Sheepish Sir Max
From Herb Greer
Sir: Max Hastings (Britain is furious with America', 8 November) cites some curious sources for his gloom about the Americans in Iraq. Newsweek has always belonged to the 'liberal' (i.e., left-of-centre Democrat, therefore anti-Bush) wing of American commentary; its gleeful report about the supposed 'mess' in Iraq is, like all its comment on Republican policy, politically parti-pris. The same can be said for the superannuated Arthur Schlesinger.
Hastings uses a warped quotation from Rumsfeld wrenched out of context to project a meaning that it did not carry. The intelligence community is not 'baffled' about how it 'was made to appear so wrong' about WMDs. The fact that Saddam successfully used bluff and disinformation on this subject has been out in the open for weeks.

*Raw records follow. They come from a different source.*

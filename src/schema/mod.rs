//! Schema registry: the declared output shape of each generation call.
//!
//! A [`Schema`] is a plain value. It is rendered into the dialect a provider
//! understands (JSON Schema for OpenAI, the OpenAPI subset for Gemini) and is
//! also used to check the decoded response before it becomes a typed entity.

use serde::de::DeserializeOwned;
use serde::{Serialize, Serializer};
use serde_json::{json, Map, Value};
use thiserror::Error;

use crate::wire::{AnalysisResult, DesignResult, LogicCategory, ProjectInput, VisualResult};

#[derive(Debug, Clone, PartialEq, Eq)]
pub struct Schema {
    kind: Kind,
    description: Option<&'static str>,
}

#[derive(Debug, Clone, PartialEq, Eq)]
enum Kind {
    String { choices: Option<Vec<&'static str>> },
    Integer,
    Array(Box<Schema>),
    Object {
        properties: Vec<(&'static str, Schema)>,
        required: Vec<&'static str>,
    },
}

#[derive(Error, Debug, Clone, PartialEq, Eq)]
#[error("at {path}: {reason}")]
pub struct SchemaViolation {
    pub path: String,
    pub reason: String,
}

impl Schema {
    fn new(kind: Kind) -> Self {
        Self { kind, description: None }
    }

    pub fn string() -> Self {
        Self::new(Kind::String { choices: None })
    }

    pub fn one_of(choices: &[&'static str]) -> Self {
        Self::new(Kind::String { choices: Some(choices.to_vec()) })
    }

    pub fn integer() -> Self {
        Self::new(Kind::Integer)
    }

    pub fn array(items: Schema) -> Self {
        Self::new(Kind::Array(Box::new(items)))
    }

    pub fn object<I>(properties: I) -> Self
    where
        I: IntoIterator<Item = (&'static str, Schema)>,
    {
        Self::new(Kind::Object { properties: properties.into_iter().collect(), required: Vec::new() })
    }

    pub fn describe(mut self, description: &'static str) -> Self {
        self.description = Some(description);
        self
    }

    /// Mark properties of an object schema as mandatory. No-op on other kinds.
    pub fn require<I>(mut self, names: I) -> Self
    where
        I: IntoIterator<Item = &'static str>,
    {
        if let Kind::Object { required, .. } = &mut self.kind {
            required.extend(names);
        }
        self
    }

    /// Remove null-valued optional properties so they deserialize as defaults.
    pub fn drop_optional_nulls(&self, value: &mut Value) {
        match (&self.kind, value) {
            (Kind::Array(items), Value::Array(arr)) => {
                for v in arr {
                    items.drop_optional_nulls(v);
                }
            }
            (Kind::Object { properties, required }, Value::Object(obj)) => {
                for (name, schema) in properties {
                    let is_null = matches!(obj.get(*name), Some(Value::Null));
                    if is_null && !required.contains(name) {
                        obj.remove(*name);
                    } else if let Some(v) = obj.get_mut(*name) {
                        schema.drop_optional_nulls(v);
                    }
                }
            }
            _ => {}
        }
    }

    /// Lowercase JSON Schema, as accepted by OpenAI structured outputs.
    pub fn to_json_schema(&self) -> Value {
        self.render(false)
    }

    /// Uppercase OpenAPI subset, as accepted by Gemini `responseSchema`.
    pub fn to_openapi(&self) -> Value {
        self.render(true)
    }

    fn render(&self, openapi: bool) -> Value {
        let ty = |lower: &str| if openapi { lower.to_uppercase() } else { lower.to_string() };
        let mut out = Map::new();
        match &self.kind {
            Kind::String { choices } => {
                out.insert("type".into(), json!(ty("string")));
                if let Some(choices) = choices {
                    out.insert("enum".into(), json!(choices));
                }
            }
            Kind::Integer => {
                out.insert("type".into(), json!(ty("integer")));
            }
            Kind::Array(items) => {
                out.insert("type".into(), json!(ty("array")));
                out.insert("items".into(), items.render(openapi));
            }
            Kind::Object { properties, required } => {
                out.insert("type".into(), json!(ty("object")));
                let props: Map<String, Value> = properties
                    .iter()
                    .map(|(name, s)| (name.to_string(), s.render(openapi)))
                    .collect();
                out.insert("properties".into(), Value::Object(props));
                if !required.is_empty() {
                    out.insert("required".into(), json!(required));
                }
                if openapi {
                    let order: Vec<&str> = properties.iter().map(|(name, _)| *name).collect();
                    out.insert("propertyOrdering".into(), json!(order));
                }
            }
        }
        if let Some(d) = self.description {
            out.insert("description".into(), json!(d));
        }
        Value::Object(out)
    }

    /// Check a decoded JSON value against this schema.
    ///
    /// Optional properties may be absent or null; unknown properties are ignored.
    pub fn validate(&self, value: &Value) -> Result<(), SchemaViolation> {
        self.validate_at(value, "$")
    }

    fn validate_at(&self, value: &Value, path: &str) -> Result<(), SchemaViolation> {
        let violation = |reason: String| SchemaViolation { path: path.to_string(), reason };
        match &self.kind {
            Kind::String { choices } => {
                let s = value
                    .as_str()
                    .ok_or_else(|| violation(format!("expected string, got {}", type_name(value))))?;
                if let Some(choices) = choices {
                    if !choices.iter().any(|c| *c == s) {
                        return Err(violation(format!("{s:?} is not one of {choices:?}")));
                    }
                }
                Ok(())
            }
            Kind::Integer => {
                if value.is_i64() || value.is_u64() {
                    Ok(())
                } else {
                    Err(violation(format!("expected integer, got {}", type_name(value))))
                }
            }
            Kind::Array(items) => {
                let arr = value
                    .as_array()
                    .ok_or_else(|| violation(format!("expected array, got {}", type_name(value))))?;
                for (i, v) in arr.iter().enumerate() {
                    items.validate_at(v, &format!("{path}[{i}]"))?;
                }
                Ok(())
            }
            Kind::Object { properties, required } => {
                let obj = value
                    .as_object()
                    .ok_or_else(|| violation(format!("expected object, got {}", type_name(value))))?;
                for (name, schema) in properties {
                    match obj.get(*name) {
                        None | Some(Value::Null) => {
                            if required.contains(name) {
                                return Err(violation(format!("missing required field '{name}'")));
                            }
                        }
                        Some(v) => schema.validate_at(v, &format!("{path}.{name}"))?,
                    }
                }
                Ok(())
            }
        }
    }
}

impl Serialize for Schema {
    fn serialize<S: Serializer>(&self, serializer: S) -> Result<S::Ok, S::Error> {
        self.to_json_schema().serialize(serializer)
    }
}

fn type_name(v: &Value) -> &'static str {
    match v {
        Value::Null => "null",
        Value::Bool(_) => "boolean",
        Value::Number(_) => "number",
        Value::String(_) => "string",
        Value::Array(_) => "array",
        Value::Object(_) => "object",
    }
}

/// An entity produced by exactly one schema-constrained call.
pub trait Generated: DeserializeOwned + Serialize {
    const NAME: &'static str;

    fn schema() -> Schema;
}

impl Generated for ProjectInput {
    const NAME: &'static str = "ProjectInput";

    fn schema() -> Schema {
        project_input()
    }
}

impl Generated for AnalysisResult {
    const NAME: &'static str = "AnalysisResult";

    fn schema() -> Schema {
        analysis_result()
    }
}

impl Generated for DesignResult {
    const NAME: &'static str = "DesignResult";

    fn schema() -> Schema {
        design_result()
    }
}

impl Generated for VisualResult {
    const NAME: &'static str = "VisualResult";

    fn schema() -> Schema {
        visual_result()
    }
}

pub fn project_input() -> Schema {
    Schema::object([
        ("projectName", Schema::string()),
        ("coreGoal", Schema::string()),
        ("targetAudience", Schema::string()),
        ("cycle", Schema::string()),
        ("coreMetaphor", Schema::string()),
        ("keyActions", Schema::string()),
        ("moodKeywords", Schema::string()),
        ("wildIdeas", Schema::string().describe("从想法中推断出的创意或具体实现细节")),
    ])
    .require(["projectName", "coreGoal", "coreMetaphor", "moodKeywords"])
}

pub fn analysis_result() -> Schema {
    let anchors = Schema::object([
        ("identity", Schema::string().describe("项目名称和潜在的标语/身份")),
        ("background", Schema::string().describe("时间背景和目标受众摘要")),
        ("coreNeed", Schema::string().describe("核心隐喻和基本元素")),
    ])
    .require(["identity", "background", "coreNeed"]);

    let risk = Schema::object([
        ("category", Schema::one_of(&LogicCategory::tags())),
        ("risk", Schema::string().describe("识别出的潜在逻辑缺陷 (中文)")),
        ("solution", Schema::string().describe("修复缺陷的架构方案 (中文)")),
    ])
    .require(["category", "risk", "solution"]);

    Schema::object([
        ("anchors", anchors),
        ("risks", Schema::array(risk)),
        ("rawAnalysis", Schema::string().describe("分析简述 (中文)")),
    ])
    .require(["anchors", "risks", "rawAnalysis"])
}

pub fn design_result() -> Schema {
    let dna = Schema::object([
        ("typography", Schema::string().describe("中文描述")),
        ("controls", Schema::string().describe("中文描述")),
        ("lighting", Schema::string().describe("中文描述")),
    ])
    .require(["typography", "controls", "lighting"]);

    let stage = Schema::object([
        ("stageNumber", Schema::integer()),
        ("stageName", Schema::string().describe("阶段名称 (中文)")),
        ("logic", Schema::string().describe("交互逻辑和状态处理 (中文)")),
        ("visuals", Schema::string().describe("视觉描述 (中文)")),
    ])
    .require(["stageNumber", "stageName", "logic", "visuals"]);

    Schema::object([("visualDNA", dna), ("stages", Schema::array(stage))])
        .require(["visualDNA", "stages"])
}

pub fn visual_result() -> Schema {
    let keyframe = Schema::object([
        ("stepName", Schema::string()),
        ("logicPurpose", Schema::string().describe("逻辑与目的描述")),
        ("nanoPrompt", Schema::string().describe("Nano Pro 风格的绘图提示词")),
    ])
    .require(["stepName", "logicPurpose", "nanoPrompt"]);

    Schema::object([("keyframes", Schema::array(keyframe))]).require(["keyframes"])
}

As Mark Steyn pointed out in the Daily Telegraph, the British, while bleating about the Americans, have actually reduced troop numbers in the face of 'resistance'. And yet, using vague references about opinion in Iraq, Hastings adds to the bleating and baa-ing by complaining about the Americans having too few troops there. The British, supposedly so much more sophisticated, clever, sensitive and skilful in winning hearts and minds, have taken casualties in Basra, where another attack was followed by the bomb in Nasiriya. So much for the British 'anticipating every misfortune' Out there.
Pace Hastings, the name of the game in Iraq (fortunately) is not to satisfy the British. Nor do fake quotes about everything being tickety-boo in 'five minutes' stimulate much confidence in anything else Hastings has to say.
It is on a level with the BBC's egregious Orla Guerin, who has reported 'huge' (sic) losses among the Americans, and described the low double-figure casualties of the Nasiriya atrocity as 'heavy'.
The schadenfreudish British secondguessing, plus BBC lies fobbed off as reportage, like so much other supercilious British comment on Iraq, especially on the Americans, is, as the French might say, gar-BAZH.
Herb Greer
Salisbury, Wiltshire
From Sir Alistair Home Sir: I wonder if any reader so misguided as to see an utterly revolting film called In the Cut, as I mistakenly did last week, might have thought of Max Hastings's sobering piece on the 'quagmire' America is making in the Middle East; or indeed of Roger Scruton's remarks about the 'astonishing demoralisation . . . of British society' ('The beastly British', 15 November). Because that was really what it was all about.
I can't quite recall on what mistaken advice I went to see it (it has not been reviewed by Mark Steyn). It wasn't the 'sizzling', as advertised, or the sheer dehumanising violence and brutality, or the impoverishment of the language, which would make any army barrack-room sound like Lady Windermere, but the total, joyless debasement of woman.
We walked out. But the good news is that the theatre was less than a quarter full.
One might wonder how In the Cut ever got past the supposedly vigilant British film censor, or for what reason — apart from profit — Hollywood could have made it. My objection to it is not just Tunbridge Wells pomposity but — to return to Max Hastings — what a boon it would be to al-Qa'eda if such a film were ever shown to a Muslim audience. They would find in it every possible confirmation of American decadence, every possible reason for contempt and hatred as preached by the mullahs.
When will Hollywood stop shooting America in the foot?